Eorzea Encyclopedia Volume II does something that the game cannot do. It stops time. It allows you to sit in an armchair, away from the duty finder, and trace the lineage of House Fortemps, or calculate the population loss of Doma post-liberation. The internet has countless wikis. The Gamerescape page for "Haurchefant" is exhaustive. But wikis are sterile. Eorzea Encyclopedia II is textured . It smells like ink and ambition. It feels like a tome a Sharlayan scholar would hide under the floorboards. eorzea encyclopedia 2
There is a two-page spread on the that reveals they are not native to Norvrandt, but descendants of Ronkan mages who magically "compressed" themselves to survive a famine. This detail—absent from any in-game dialogue—rewrites the ecological history of the First. The Cartography of Emotion Video game maps are tools for navigation. Eorzea Encyclopedia maps are tools for immersion . For the Warrior of Light who wants to
But if you are the type of player who wept at the end of 5.0, who cheered for Aymeric’s speech, or who wants to know the specific chemical composition of Ceruleum (it's a magical hydrocarbon, by the way), this is non-negotiable. It allows you to sit in an armchair,
Consider the . In the game, Sin Eaters are terrifying white husks. In EEII , they are a study in tragic physiology. The book details how a Voretooth becomes a Lion—describing the crystalline lattice growth over muscle tissue. It explains that the "light" they emit is not holy radiance, but the byproduct of aetherial calcification.

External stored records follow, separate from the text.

//! Error types for the protocol layer.

/// Errors that can occur in the protocol layer.
///
/// Intent parsing itself never fails (malformed commands fall back to
/// `Say`), so this covers only logical violations callers can hit when
/// constructing or validating events by hand.
#[derive(Debug, thiserror::Error)]
pub enum ProtocolError {
    /// An event violates a structural rule — e.g. a `Tell` without an
    /// addressee, or a speech kind with an empty body.
    #[error("invalid event: {0}")]
    InvalidEvent(String),
}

Furthermore, the section on deconstructs the "Omicron" species. We learn that the Omicron did not evolve; they were created by a client race of the Dragons (specifically, Midgardsormr's contemporaries) as a weapon that went rogue. This ties the loose threads of the Dragonstar lore together in a way the raid series itself never had time to do. Translation as Revelation A hidden gem of the Encyclopedia series is the localization team's transparency. In the margins, Koji Fox and the team often leave "Translator's Notes." For instance, the name "Yotsuyu" is given as "Evening Dew," but the note explains that her brother's name, "Asahi," means "Morning Sun"—highlighting the tragic, binary nature of their relationship long before the Tsukuyomi trial. Is it Worth the Weight? Physically, this book is a weapon. Clocking in at over 300 pages of gloss-stock paper, it is heavier than most MMO gaming laptops. It is expensive ($49.99 USD). It is dense.